WORK TO COMPLETE => What follows is a set of records. Repeat them word for word.

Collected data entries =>
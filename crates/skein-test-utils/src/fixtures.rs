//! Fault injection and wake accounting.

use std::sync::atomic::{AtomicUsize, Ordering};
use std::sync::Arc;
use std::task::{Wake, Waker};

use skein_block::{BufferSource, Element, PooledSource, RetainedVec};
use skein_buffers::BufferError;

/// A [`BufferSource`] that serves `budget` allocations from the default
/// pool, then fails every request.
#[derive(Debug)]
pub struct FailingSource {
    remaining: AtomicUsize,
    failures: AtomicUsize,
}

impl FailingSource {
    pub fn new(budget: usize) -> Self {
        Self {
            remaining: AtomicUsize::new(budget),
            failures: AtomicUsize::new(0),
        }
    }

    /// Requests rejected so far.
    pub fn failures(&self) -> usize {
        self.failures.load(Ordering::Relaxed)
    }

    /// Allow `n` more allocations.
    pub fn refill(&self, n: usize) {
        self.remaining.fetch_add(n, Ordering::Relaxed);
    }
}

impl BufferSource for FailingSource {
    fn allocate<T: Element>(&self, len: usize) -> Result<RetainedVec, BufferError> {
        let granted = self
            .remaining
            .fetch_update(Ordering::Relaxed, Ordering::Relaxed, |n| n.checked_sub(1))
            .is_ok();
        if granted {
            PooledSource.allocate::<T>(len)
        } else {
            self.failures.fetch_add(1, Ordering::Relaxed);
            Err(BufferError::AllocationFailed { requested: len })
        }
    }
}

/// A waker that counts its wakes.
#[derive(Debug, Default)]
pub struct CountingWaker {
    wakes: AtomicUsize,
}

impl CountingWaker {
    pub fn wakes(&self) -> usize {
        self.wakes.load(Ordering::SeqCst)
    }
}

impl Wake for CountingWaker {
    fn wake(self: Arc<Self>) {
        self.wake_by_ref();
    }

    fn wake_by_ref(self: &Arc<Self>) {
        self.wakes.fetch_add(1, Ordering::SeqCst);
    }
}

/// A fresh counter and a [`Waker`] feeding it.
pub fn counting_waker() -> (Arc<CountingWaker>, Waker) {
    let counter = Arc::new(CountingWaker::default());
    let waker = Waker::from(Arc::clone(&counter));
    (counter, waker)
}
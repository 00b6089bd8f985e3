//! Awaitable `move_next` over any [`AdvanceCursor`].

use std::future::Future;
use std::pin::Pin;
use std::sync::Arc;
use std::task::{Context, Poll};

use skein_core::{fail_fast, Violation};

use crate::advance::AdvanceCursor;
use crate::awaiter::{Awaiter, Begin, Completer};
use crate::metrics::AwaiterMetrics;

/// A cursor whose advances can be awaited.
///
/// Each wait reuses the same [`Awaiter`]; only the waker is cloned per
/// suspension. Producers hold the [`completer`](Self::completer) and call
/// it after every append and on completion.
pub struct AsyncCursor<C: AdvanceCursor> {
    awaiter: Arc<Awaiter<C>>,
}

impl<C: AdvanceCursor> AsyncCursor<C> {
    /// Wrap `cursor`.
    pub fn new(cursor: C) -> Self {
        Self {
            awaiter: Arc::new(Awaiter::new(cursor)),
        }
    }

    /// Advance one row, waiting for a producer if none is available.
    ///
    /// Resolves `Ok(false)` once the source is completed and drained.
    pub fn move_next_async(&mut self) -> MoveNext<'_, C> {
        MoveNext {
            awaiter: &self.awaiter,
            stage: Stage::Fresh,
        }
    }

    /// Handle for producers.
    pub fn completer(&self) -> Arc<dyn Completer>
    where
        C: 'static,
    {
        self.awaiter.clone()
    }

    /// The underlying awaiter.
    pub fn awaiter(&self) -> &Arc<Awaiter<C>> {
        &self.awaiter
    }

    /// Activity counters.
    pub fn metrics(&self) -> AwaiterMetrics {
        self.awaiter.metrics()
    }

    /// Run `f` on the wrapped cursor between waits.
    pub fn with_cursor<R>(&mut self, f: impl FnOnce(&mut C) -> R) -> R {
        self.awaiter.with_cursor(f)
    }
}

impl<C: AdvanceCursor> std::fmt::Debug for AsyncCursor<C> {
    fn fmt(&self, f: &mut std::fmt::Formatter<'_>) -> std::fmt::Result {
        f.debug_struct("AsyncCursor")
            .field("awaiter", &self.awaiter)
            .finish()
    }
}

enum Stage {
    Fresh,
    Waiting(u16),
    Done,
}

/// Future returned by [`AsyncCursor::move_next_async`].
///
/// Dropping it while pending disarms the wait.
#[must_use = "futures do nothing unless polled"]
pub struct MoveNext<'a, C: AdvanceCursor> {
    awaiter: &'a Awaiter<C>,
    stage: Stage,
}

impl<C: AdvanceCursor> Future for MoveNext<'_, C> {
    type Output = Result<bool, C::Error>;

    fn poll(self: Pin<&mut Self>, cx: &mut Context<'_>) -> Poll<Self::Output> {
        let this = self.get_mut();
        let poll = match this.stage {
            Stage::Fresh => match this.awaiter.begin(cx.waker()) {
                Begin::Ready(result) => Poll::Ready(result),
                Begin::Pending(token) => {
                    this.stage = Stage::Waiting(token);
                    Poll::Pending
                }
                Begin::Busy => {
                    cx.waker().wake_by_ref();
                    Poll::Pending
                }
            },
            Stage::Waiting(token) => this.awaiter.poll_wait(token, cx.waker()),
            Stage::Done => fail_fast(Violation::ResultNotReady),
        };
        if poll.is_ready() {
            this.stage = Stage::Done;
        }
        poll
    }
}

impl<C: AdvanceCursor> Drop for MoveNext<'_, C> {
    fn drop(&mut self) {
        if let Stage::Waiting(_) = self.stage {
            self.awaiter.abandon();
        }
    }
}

ANSWER SPACE =>
filename crates/skein-test-utils/src/fixtures.rs
//! Fault injection and wake accounting.

use std::sync::atomic::{AtomicUsize, Ordering};
use std::sync::Arc;
use std::task::{Wake, Waker};

use skein_block::{BufferSource, Element, PooledSource, RetainedVec};
use skein_buffers::BufferError;

/// A [`BufferSource`] that serves `budget` allocations from the default
/// pool, then fails every request.
#[derive(Debug)]
pub struct FailingSource {
    remaining: AtomicUsize,
    failures: AtomicUsize,
}

impl FailingSource {
    pub fn new(budget: usize) -> Self {
        Self {
            remaining: AtomicUsize::new(budget),
            failures: AtomicUsize::new(0),
        }
    }

    /// Requests rejected so far.
    pub fn failures(&self) -> usize {
        self.failures.load(Ordering::Relaxed)
    }

    /// Allow `n` more allocations.
    pub fn refill(&self, n: usize) {
        self.remaining.fetch_add(n, Ordering::Relaxed);
    }
}

impl BufferSource for FailingSource {
    fn allocate<T: Element>(&self, len: usize) -> Result<RetainedVec, BufferError> {
        let granted = self
            .remaining
            .fetch_update(Ordering::Relaxed, Ordering::Relaxed, |n| n.checked_sub(1))
            .is_ok();
        if granted {
            PooledSource.allocate::<T>(len)
        } else {
            self.failures.fetch_add(1, Ordering::Relaxed);
            Err(BufferError::AllocationFailed { requested: len })
        }
    }
}

/// A waker that counts its wakes.
#[derive(Debug, Default)]
pub struct CountingWaker {
    wakes: AtomicUsize,
}

impl CountingWaker {
    pub fn wakes(&self) -> usize {
        self.wakes.load(Ordering::SeqCst)
    }
}

impl Wake for CountingWaker {
    fn wake(self: Arc<Self>) {
        self.wake_by_ref();
    }

    fn wake_by_ref(self: &Arc<Self>) {
        self.wakes.fetch_add(1, Ordering::SeqCst);
    }
}

/// A fresh counter and a [`Waker`] feeding it.
pub fn counting_waker() -> (Arc<CountingWaker>, Waker) {
    let counter = Arc::new(CountingWaker::default());
    let waker = Waker::from(Arc::clone(&counter));
    (counter, waker)
}
repository 00b6089bd8f985e3
//! Awaitable `move_next` over any [`AdvanceCursor`].

use std::future::Future;
use std::pin::Pin;
use std::sync::Arc;
use std::task::{Context, Poll};

use skein_core::{fail_fast, Violation};

use crate::advance::AdvanceCursor;
use crate::awaiter::{Awaiter, Begin, Completer};
use crate::metrics::AwaiterMetrics;

/// A cursor whose advances can be awaited.
///
/// Each wait reuses the same [`Awaiter`]; only the waker is cloned per
/// suspension. Producers hold the [`completer`](Self::completer) and call
/// it after every append and on completion.
pub struct AsyncCursor<C: AdvanceCursor> {
    awaiter: Arc<Awaiter<C>>,
}

impl<C: AdvanceCursor> AsyncCursor<C> {
    /// Wrap `cursor`.
    pub fn new(cursor: C) -> Self {
        Self {
            awaiter: Arc::new(Awaiter::new(cursor)),
        }
    }

    /// Advance one row, waiting for a producer if none is available.
    ///
    /// Resolves `Ok(false)` once the source is completed and drained.
    pub fn move_next_async(&mut self) -> MoveNext<'_, C> {
        MoveNext {
            awaiter: &self.awaiter,
            stage: Stage::Fresh,
        }
    }

    /// Handle for producers.
    pub fn completer(&self) -> Arc<dyn Completer>
    where
        C: 'static,
    {
        self.awaiter.clone()
    }

    /// The underlying awaiter.
    pub fn awaiter(&self) -> &Arc<Awaiter<C>> {
        &self.awaiter
    }

    /// Activity counters.
    pub fn metrics(&self) -> AwaiterMetrics {
        self.awaiter.metrics()
    }

    /// Run `f` on the wrapped cursor between waits.
    pub fn with_cursor<R>(&mut self, f: impl FnOnce(&mut C) -> R) -> R {
        self.awaiter.with_cursor(f)
    }
}

impl<C: AdvanceCursor> std::fmt::Debug for AsyncCursor<C> {
    fn fmt(&self, f: &mut std::fmt::Formatter<'_>) -> std::fmt::Result {
        f.debug_struct("AsyncCursor")
            .field("awaiter", &self.awaiter)
            .finish()
    }
}

enum Stage {
    Fresh,
    Waiting(u16),
    Done,
}

/// Future returned by [`AsyncCursor::move_next_async`].
///
/// Dropping it while pending disarms the wait.
#[must_use = "futures do nothing unless polled"]
pub struct MoveNext<'a, C: AdvanceCursor> {
    awaiter: &'a Awaiter<C>,
    stage: Stage,
}

impl<C: AdvanceCursor> Future for MoveNext<'_, C> {
    type Output = Result<bool, C::Error>;

    fn poll(self: Pin<&mut Self>, cx: &mut Context<'_>) -> Poll<Self::Output> {
        let this = self.get_mut();
        let poll = match this.stage {
            Stage::Fresh => match this.awaiter.begin(cx.waker()) {
                Begin::Ready(result) => Poll::Ready(result),
                Begin::Pending(token) => {
                    this.stage = Stage::Waiting(token);
                    Poll::Pending
                }
                Begin::Busy => {
                    cx.waker().wake_by_ref();
                    Poll::Pending
                }
            },
            Stage::Waiting(token) => this.awaiter.poll_wait(token, cx.waker()),
            Stage::Done => fail_fast(Violation::ResultNotReady),
        };
        if poll.is_ready() {
            this.stage = Stage::Done;
        }
        poll
    }
}

impl<C: AdvanceCursor> Drop for MoveNext<'_, C> {
    fn drop(&mut self) {
        if let Stage::Waiting(_) = self.stage {
            self.awaiter.abandon();
        }
    }
}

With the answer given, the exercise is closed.